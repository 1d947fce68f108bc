//! Owner-keyed one-shot task scheduler.
//!
//! Every timed behavior in the simulation (swing pauses, deferred planet
//! disposal, power timers, finale loops) is a task here. Tasks are keyed
//! by their owner so that disposing an owner cancels exactly its own
//! pending work and nothing fires into a recycled entity.

use super::pool::EntityId;

#[derive(Debug, Clone, Copy, PartialEq, Eq, Hash)]
pub enum TaskOwner {
    Moon(EntityId),
    /// Challenge sequence number, unique per loaded challenge.
    Challenge(u64),
    Player,
    Game,
}

#[derive(Debug, Clone, Copy, PartialEq, Eq)]
pub enum TaskKind {
    StopSwinging,
    RestartSwinging,
    DisposePlanets,
    PowerHalfTime,
    PowerExpired,
    BombTick,
    SpawnFirework,
    GoalBounce,
}

#[derive(Debug, Clone, Copy)]
struct Task {
    owner: TaskOwner,
    kind: TaskKind,
    at: f64,
    seq: u64,
}

/// Advanced by the scaled game clock; paused time schedules nothing.
#[derive(Debug, Default)]
pub struct Scheduler {
    now: f64,
    next_seq: u64,
    tasks: Vec<Task>,
}

impl Scheduler {
    pub fn new() -> Self {
        Self::default()
    }

    pub fn now(&self) -> f64 {
        self.now
    }

    /// Fire `kind` for `owner` after `delay` seconds of game time.
    pub fn schedule(&mut self, owner: TaskOwner, kind: TaskKind, delay: f32) {
        let task = Task {
            owner,
            kind,
            at: self.now + f64::from(delay),
            seq: self.next_seq,
        };
        self.next_seq += 1;
        self.tasks.push(task);
    }

    /// Advance the clock and drain every task that came due, ordered by
    /// due time then by scheduling order.
    pub fn advance(&mut self, dt: f32) -> Vec<(TaskOwner, TaskKind)> {
        self.now += f64::from(dt);
        let now = self.now;
        let mut due: Vec<Task> = Vec::new();
        self.tasks.retain(|task| {
            if task.at <= now {
                due.push(*task);
                false
            } else {
                true
            }
        });
        due.sort_by(|a, b| a.at.partial_cmp(&b.at).unwrap().then(a.seq.cmp(&b.seq)));
        due.into_iter().map(|t| (t.owner, t.kind)).collect()
    }

    /// Drop every pending task belonging to `owner`.
    pub fn cancel_owner(&mut self, owner: TaskOwner) {
        self.tasks.retain(|task| task.owner != owner);
    }

    pub fn cancel(&mut self, owner: TaskOwner, kind: TaskKind) {
        self.tasks.retain(|task| task.owner != owner || task.kind != kind);
    }

    pub fn has(&self, owner: TaskOwner, kind: TaskKind) -> bool {
        self.tasks
            .iter()
            .any(|task| task.owner == owner && task.kind == kind)
    }

    pub fn pending(&self) -> usize {
        self.tasks.len()
    }
}
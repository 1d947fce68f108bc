//! Player state machine: motion phases, the active power, the camera
//! anchor the platform camera follows, and the idle sleep timer.
//!
//! Motion runs in the fixed pass, timers and the camera in the logic
//! pass. The power state machine only ticks while the player stands
//! idle on a target, which is what makes one-shot power effects safe.

use glam::Vec2;
use log::debug;

use crate::consts::{
    CAM_FOLLOW_CAPTURE_RADIUS, CAM_FOLLOW_FALL_SPEED, CAM_FOLLOW_SPEED, GAME_OVER_PANNING,
    PLAYER_FALL_SPEED, PLAYER_OUT_OF_SIGHT_DISTANCE, PLAYER_SPEED, SLEEP_AFTER_IDLE,
};
use crate::geom::Circle;
use crate::services::{AudioClip, Services};

use super::manager::ChallengeManager;
use super::pool::EntityPool;
use super::scheduler::{Scheduler, TaskKind, TaskOwner};
use super::target::PowerColor;

const SHRINK_SCALE: f32 = 0.4;
const PINK_POWER_TIME: f32 = 4.0;
/// A little more than a second, so bomb beeps drift against the clock.
const BOMB_TICK_INTERVAL: f32 = 1.3;
const FINAL_POSITION_Y: f32 = 0.0;

#[derive(Debug, Clone, Copy, PartialEq, Eq, Default)]
pub enum PlayerPhase {
    #[default]
    Idle,
    AimForward,
    AimBackward,
    JumpForward,
    JumpBackward,
    Dead,
    Fall,
    Dispose,
}

/// The active power. At most one at a time; applying a new one tears
/// the previous down first.
#[derive(Debug, Clone, Copy, PartialEq, Eq, Default)]
pub enum PowerState {
    #[default]
    Normal,
    Orange,
    Red,
    Green,
    Yellow,
    Pink,
    Blue,
}

/// Raised out of a player step for the orchestrator to act on.
#[derive(Debug, Clone, Copy, PartialEq)]
pub enum PlayerEvent {
    /// Bomb ran out while the player stood idle.
    GameOver,
    /// The terminal target was reached.
    GrandFinale,
    /// The fallen player left the screen; the world can be torn down
    /// around the given camera position.
    DisposeGame(Vec2),
}

#[derive(Debug)]
pub struct PlayerState {
    pub phase: PlayerPhase,
    pub power: PowerState,
    pub pos: Vec2,
    pub velocity: Vec2,
    /// Yellow potion shrinks this; death preserves it until reload.
    pub scale: f32,
    pub colliders_enabled: bool,
    pub crown: bool,
    pub sleep_animation: bool,
    pub faint_animation: bool,
    pub animations_paused: bool,
    process_input: bool,
    score: u32,
    idle_time: f32,
    disposed: bool,

    // camera rig: local offset while attached, world position after the
    // fall detaches it
    cam_attached: bool,
    cam_local: Vec2,
    cam_world: Vec2,
    future_cam: Vec2,
    focusing: bool,
    current_target: Vec2,

    // power counters
    targets_in_a_row: i32,
    shields: i32,
    apply_slow_down: bool,
    slow_down_count: i32,
    potions: i32,
    apply_potion: bool,
    tasty_value: i32,
    apply_tasty: bool,
    apply_bomb: bool,
    bomb_count: i32,
}
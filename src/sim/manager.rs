//! Streaming challenge manager.
//!
//! The whole map is flattened into a token queue up front (a level marker
//! token, then that level's challenge names, per level). Challenges are
//! materialized at most `AHEAD_WINDOW` at a time, each chained to the
//! previous target's position, and completed ones are torn down on two
//! deliberately different clocks: planets after their moons' shrink time,
//! targets by a keep-the-last-`BEHIND_WINDOW` window.

use std::collections::{HashMap, VecDeque};

use glam::Vec2;
use log::{debug, info, warn};
use rand::Rng;

use crate::content::{ChallengeConfig, ContentSource, PolarCoords};
use crate::geom::ScreenBounds;
use crate::services::{AudioClip, Services, TARGET_REACHED_CLIPS};

use super::challenge::{load_challenge, Challenge};
use super::planet;
use super::pool::{EntityId, EntityPool};
use super::scheduler::{Scheduler, TaskKind, TaskOwner};
use super::target::dispose_target;

/// Most challenges materialized ahead of the player.
pub const AHEAD_WINDOW: usize = 3;
/// Previous targets kept visible behind the player, not counting the one
/// being stood on.
pub const BEHIND_WINDOW: usize = 3;

const LEVEL_FLAG: &str = "*";
const SEPARATOR: char = '_';

#[derive(Debug, Clone, Copy)]
struct LevelInfo {
    debug_id: i32,
    coords: PolarCoords,
}

pub struct ChallengeManager {
    content: Box<dyn ContentSource>,
    bounds: ScreenBounds,
    level_count: usize,
    current_level: usize,
    active: VecDeque<Challenge>,
    deallocated: VecDeque<Challenge>,
    token_queue: VecDeque<String>,
    target_deallocated: VecDeque<EntityId>,
    level_info: HashMap<usize, LevelInfo>,
    last_pole: Vec2,
    next_seq: u64,
}

impl ChallengeManager {
    /// `None` when the map descriptor itself cannot be loaded; anything
    /// else degrades per token instead.
    pub fn new(content: Box<dyn ContentSource>, bounds: ScreenBounds) -> Option<Self> {
        let map = content.load_map()?;
        Some(Self {
            content,
            bounds,
            level_count: map.level_count(),
            current_level: 0,
            active: VecDeque::new(),
            deallocated: VecDeque::new(),
            token_queue: VecDeque::new(),
            target_deallocated: VecDeque::new(),
            level_info: Self::collect_level_info(&map),
            last_pole: Vec2::ZERO,
            next_seq: 0,
        })
    }

    fn collect_level_info(map: &crate::content::MapConfig) -> HashMap<usize, LevelInfo> {
        map.level_config_list
            .iter()
            .enumerate()
            .map(|(i, level)| {
                (
                    i + 1,
                    LevelInfo {
                        debug_id: level.level_debug_id,
                        coords: level.polar_coords,
                    },
                )
            })
            .collect()
    }

    pub fn level(&self) -> usize {
        self.current_level
    }

    /// Reload sets this back one; the level marker re-credits it.
    pub fn set_level(&mut self, level: usize) {
        self.current_level = level;
    }

    pub fn level_count(&self) -> usize {
        self.level_count
    }

    pub fn last_pole(&self) -> Vec2 {
        self.last_pole
    }

    pub fn active_challenges(&self) -> impl Iterator<Item = &Challenge> {
        self.active.iter()
    }

    /// Planets still in the world: guarding active challenges or fleeing
    /// behind completed ones.
    pub fn live_planets(&self) -> Vec<EntityId> {
        self.active
            .iter()
            .chain(self.deallocated.iter())
            .flat_map(|c| c.planets.iter().copied())
            .collect()
    }

    pub fn head_challenge(&self) -> Option<&Challenge> {
        self.active.front()
    }

    /// Target the player should jump to next. Empty queue is a valid
    /// terminal state, not an error.
    pub fn peek_next_target(&self) -> Option<EntityId> {
        self.active.front().map(|c| c.target)
    }

    /// Rebuild the token path from `level` and eagerly load the first
    /// window of challenges chained from `pole`.
    pub fn load_from_level<R: Rng + ?Sized>(
        &mut self,
        pool: &mut EntityPool,
        scheduler: &mut Scheduler,
        rng: &mut R,
        level: usize,
        pole: Vec2,
    ) {
        self.load_path(level);
        self.load_first_challenges(pool, scheduler, rng, pole);
        self.remove_first_dotted_line(pool);
    }

    fn load_path(&mut self, from_level: usize) {
        self.level_info.clear();
        self.token_queue.clear();

        let map = match self.content.load_map() {
            Some(map) => map,
            None => {
                warn!("load_path: map missing");
                return;
            }
        };
        self.level_count = map.level_count();

        for number in from_level.max(1)..=self.level_count {
            let Some(level) = map.level(number) else {
                continue;
            };
            // a level is a fake challenge marked by its token
            self.token_queue
                .push_back(format!("{LEVEL_FLAG}{SEPARATOR}{number}"));
            self.level_info.insert(
                number,
                LevelInfo {
                    debug_id: level.level_debug_id,
                    coords: level.polar_coords,
                },
            );
            for name in &level.challenge_filename_list {
                self.token_queue.push_back(name.clone());
            }
        }

        info!(
            "path loaded from level {} to {}",
            from_level, self.level_count
        );
    }

    fn load_first_challenges<R: Rng + ?Sized>(
        &mut self,
        pool: &mut EntityPool,
        scheduler: &mut Scheduler,
        rng: &mut R,
        mut pole: Vec2,
    ) {
        let mut attempts = 0;
        while !self.token_queue.is_empty() && attempts < AHEAD_WINDOW {
            if let Some(pos) = self.load_next_challenge(pool, scheduler, rng, pole) {
                pole = pos;
            }
            attempts += 1;
        }
        self.last_pole = pole;
    }

    fn remove_first_dotted_line(&mut self, pool: &mut EntityPool) {
        if let Some(target) = self.peek_next_target()
            && let Some(state) = pool.target_mut(target)
        {
            state.remove_dotted_lines();
        }
    }

    /// Dequeue one token and try to materialize it. Returns the new
    /// target's position when the token produced a challenge.
    fn load_next_challenge<R: Rng + ?Sized>(
        &mut self,
        pool: &mut EntityPool,
        scheduler: &mut Scheduler,
        rng: &mut R,
        pole: Vec2,
    ) -> Option<Vec2> {
        let token = self.token_queue.pop_front()?;

        let (config, is_level, level_number, name) = if Self::is_level_token(&token) {
            let number = Self::level_number(&token)?;
            let info = match self.level_info.get(&number) {
                Some(info) => *info,
                None => {
                    warn!("level {number} missing from path cache");
                    return None;
                }
            };
            let config = ChallengeConfig {
                polar_coords: info.coords,
                ..Default::default()
            };
            let name = format!("Level{SEPARATOR}{number}{SEPARATOR}DebugId{SEPARATOR}{}", info.debug_id);
            (config, true, number, name)
        } else {
            // a missing descriptor skips the token, the path goes on
            match self.content.load_challenge(&token) {
                Some(config) => (config, false, 0, token.clone()),
                None => {
                    warn!("challenge {token:?} not found");
                    return None;
                }
            }
        };

        let seq = self.next_seq;
        self.next_seq += 1;
        let challenge = load_challenge(
            pool,
            scheduler,
            rng,
            &self.bounds,
            seq,
            &name,
            &config,
            is_level,
            level_number,
            self.level_count,
            pole,
        )?;
        let pos = pool.pos(challenge.target);
        debug!("challenge {:?} loaded", challenge.name);
        self.active.push_back(challenge);
        pos
    }

    fn is_level_token(token: &str) -> bool {
        token.starts_with(&format!("{LEVEL_FLAG}{SEPARATOR}"))
    }

    fn level_number(token: &str) -> Option<usize> {
        token.split(SEPARATOR).nth(1)?.parse().ok()
    }

    /// The player landed on the head challenge's target.
    pub fn challenge_completed<R: Rng + ?Sized>(
        &mut self,
        pool: &mut EntityPool,
        scheduler: &mut Scheduler,
        rng: &mut R,
        services: &mut Services,
    ) {
        let Some(completed) = self.active.pop_front() else {
            warn!("challenge_completed with empty queue");
            return;
        };

        for id in &completed.planets {
            planet::start_flee(pool, *id, scheduler);
        }

        self.manage_level(&completed, rng, services);
        self.release_resources(pool, scheduler, completed);

        // top up the window with at most one
        if self.token_queue.is_empty() {
            if self.active.is_empty() {
                info!("map is completed");
            }
        } else if self.active.len() < AHEAD_WINDOW {
            let pole = self.last_pole;
            if let Some(pos) = self.load_next_challenge(pool, scheduler, rng, pole) {
                self.last_pole = pos;
            }
        }
    }

    fn manage_level<R: Rng + ?Sized>(
        &mut self,
        completed: &Challenge,
        rng: &mut R,
        services: &mut Services,
    ) {
        if completed.is_level {
            services.audio.play(AudioClip::Victory);
            self.current_level += 1;

            if self.current_level > services.progress.high_level() {
                services.progress.set_high_level(self.current_level);
            }

            if self.current_level == 1 {
                services.hud.show_help();
            } else {
                services.lights.party();
            }
            services.hud.show_level(self.current_level, self.level_count);
            info!("current level: {}", self.current_level);
        } else {
            let clip = TARGET_REACHED_CLIPS[rng.random_range(0..TARGET_REACHED_CLIPS.len())];
            services.audio.play(clip);
        }
    }

    fn release_resources(
        &mut self,
        pool: &mut EntityPool,
        scheduler: &mut Scheduler,
        completed: Challenge,
    ) {
        scheduler.schedule(
            TaskOwner::Challenge(completed.seq),
            TaskKind::DisposePlanets,
            completed.dispose_planets_after,
        );
        self.target_deallocated.push_back(completed.target);
        self.deallocated.push_back(completed);

        self.dispose_targets(pool);
    }

    /// Targets are not released in sync with planets.
    fn dispose_targets(&mut self, pool: &mut EntityPool) {
        if self.peek_next_target().is_some() {
            // plus one: the target being stood on doesn't count
            if self.target_deallocated.len() > BEHIND_WINDOW + 1
                && let Some(oldest) = self.target_deallocated.pop_front()
            {
                dispose_target(pool, oldest);
                pool.release(oldest);
            }
        } else {
            // terminal state: keep only the last target, without its line
            while self.target_deallocated.len() > 1 {
                if let Some(oldest) = self.target_deallocated.pop_front() {
                    dispose_target(pool, oldest);
                    pool.release(oldest);
                }
            }
            if let Some(last) = self.target_deallocated.front()
                && let Some(target) = pool.target_mut(*last)
            {
                target.remove_dotted_lines();
            }
        }
    }

    /// Deferred planet disposal came due. Completed challenges leave in
    /// completion order.
    pub fn dispose_planets_due(&mut self, pool: &mut EntityPool) {
        let Some(challenge) = self.deallocated.pop_front() else {
            warn!("planet disposal fired with empty deallocated queue");
            return;
        };
        for id in challenge.planets {
            planet::dispose_moons(pool, id);
            pool.release(id);
        }
    }

    /// Slow-down power: only the head challenge's planets are affected.
    pub fn slow_down(&mut self, pool: &mut EntityPool) {
        if let Some(head) = self.active.front() {
            for id in head.planets.clone() {
                planet::slow_down(pool, id);
            }
        }
    }

    pub fn sleep_animation(&mut self, pool: &mut EntityPool) {
        for challenge in &self.active {
            for id in challenge.planets.clone() {
                planet::sleep_animation(pool, id);
            }
        }
    }

    pub fn idle_animation(&mut self, pool: &mut EntityPool) {
        for challenge in &self.active {
            for id in challenge.planets.clone() {
                planet::idle_animation(pool, id);
            }
        }
    }

    pub fn pause_animations(&mut self, pool: &mut EntityPool, pause: bool) {
        for challenge in self.active.iter().chain(self.deallocated.iter()) {
            for id in challenge.planets.clone() {
                planet::pause_animations(pool, id, pause);
            }
        }
    }

    /// Tear the whole map down synchronously. Pending deferred disposals
    /// are cancelled so nothing is returned twice.
    pub fn dispose(&mut self, pool: &mut EntityPool, scheduler: &mut Scheduler) {
        while let Some(challenge) = self.active.pop_front() {
            scheduler.cancel_owner(TaskOwner::Challenge(challenge.seq));
            for id in challenge.planets {
                planet::dispose_moons(pool, id);
                pool.release(id);
            }
            dispose_target(pool, challenge.target);
            pool.release(challenge.target);
        }

        while let Some(challenge) = self.deallocated.pop_front() {
            scheduler.cancel_owner(TaskOwner::Challenge(challenge.seq));
            for id in challenge.planets {
                planet::dispose_moons(pool, id);
                pool.release(id);
            }
        }

        while let Some(target) = self.target_deallocated.pop_front() {
            dispose_target(pool, target);
            pool.release(target);
        }

        info!("map disposed");
    }

    #[cfg(test)]
    pub(crate) fn counts(&self) -> (usize, usize, usize, usize) {
        (
            self.active.len(),
            self.deallocated.len(),
            self.token_queue.len(),
            self.target_deallocated.len(),
        )
    }
}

##############################

» **Task directions**: What is wanted is a copy of every line in the listing that includes the word "clear".

» **Solution below**:
        self.level_info.clear();
        self.token_queue.clear();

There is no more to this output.